Upon opening, Shi’s wine bar will join restaurants like Chinese Tuxedo and Nom Wah in defining the historic Doyers Street in 2025 — alongside a growing number of spots spotlighting natural wine alongside Chinese food like Phoenix Palace and Tolo, both nearby in Lower Manhattan.

With Shi’s new wine bar, a menu serving Chinese food is personal for the New York native who grew up in Rego Park, Queens. Her parents immigrated to the city in the ’80s. “My dad is from Shanghai and my mom is further north, from Dalian,” she told Cherry Bombe in an interview. She added: “I was definitely, categorically, not allowed to work in restaurants. It didn’t even cross my mind because my parents were so focused on getting me out of that world. My dad worked in a Chinese takeout shop when he first moved here. He is one of the best and fastest dumpling folders I know.”

Shi has been a part of King since it first opened in 2016, overseeing all things front of house, alongside de Boer and Jess Shadbolt, chefs who had arrived in Manhattan by way of London’s esteemed River Cafe.
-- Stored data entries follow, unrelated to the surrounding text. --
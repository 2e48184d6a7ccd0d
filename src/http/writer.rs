use tokio::io::{AsyncWrite, AsyncWriteExt};

use crate::http::response::{Response, StatusCode};

const HTTP_VERSION: &str = "HTTP/1.1";

/// Headers the writer owns; caller-supplied copies are dropped.
const RESERVED_HEADERS: [&str; 2] = ["Content-Length", "Connection"];

/// Renders a status, headers and body into one HTTP/1.1 byte stream.
///
/// `Content-Length` always equals `body.len()` and `Connection: close` is
/// always present, whatever `headers` says.
pub fn encode_response(status: StatusCode, headers: &[(String, String)], body: &[u8]) -> Vec<u8> {
    let mut buf = Vec::with_capacity(128 + body.len());

    // Status line
    let status_line = format!(
        "{} {} {}\r\n",
        HTTP_VERSION,
        status.as_u16(),
        status.reason_phrase()
    );
    buf.extend_from_slice(status_line.as_bytes());

    // Headers
    let caller_headers = headers
        .iter()
        .filter(|(k, _)| !RESERVED_HEADERS.iter().any(|r| k.eq_ignore_ascii_case(r)));
    for (k, v) in caller_headers {
        push_header(&mut buf, k, v);
    }
    push_header(&mut buf, "Content-Length", &body.len().to_string());
    push_header(&mut buf, "Connection", "close");

    // Header/body separator
    buf.extend_from_slice(b"\r\n");

    buf.extend_from_slice(body);
    buf
}

pub fn serialize_response(resp: &Response) -> Vec<u8> {
    encode_response(resp.status, &resp.headers, &resp.body)
}

fn push_header(buf: &mut Vec<u8>, key: &str, value: &str) {
    buf.extend_from_slice(key.as_bytes());
    buf.extend_from_slice(b": ");
    buf.extend_from_slice(value.as_bytes());
    buf.extend_from_slice(b"\r\n");
}

/// A fully serialized response waiting to go out in a single write.
pub struct ResponseWriter {
    buffer: Vec<u8>,
}

impl ResponseWriter {
    pub fn new(response: &Response) -> Self {
        Self {
            buffer: serialize_response(response),
        }
    }

    pub fn len(&self) -> usize {
        self.buffer.len()
    }

    pub fn is_empty(&self) -> bool {
        self.buffer.is_empty()
    }

    pub async fn write_to_stream<S>(&self, stream: &mut S) -> anyhow::Result<()>
    where
        S: AsyncWrite + Unpin,
    {
        stream.write_all(&self.buffer).await?;
        stream.flush().await?;
        Ok(())
    }
}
The duo met Shi when she was working in finance in London. “A self-taught sommelier with precise, far-ranging taste, she builds the wine lists,” the New York Times wrote of her in a 2018 profile.

From its launch, she had a knack for orchestrating the fine details to make simplicity streamlined. “The more we can draw everything closer together to the edge, the more space we can create here,” she said of her table-setting philosophy in the Times interview. She has often spoken about being a mother working in restaurants.

In 2022, the team expanded with Jupiter, a pasta-forward restaurant in Rockefeller Center.

Origin:
publisher logo
Eater NY
Loading...
Loading...

You may also like...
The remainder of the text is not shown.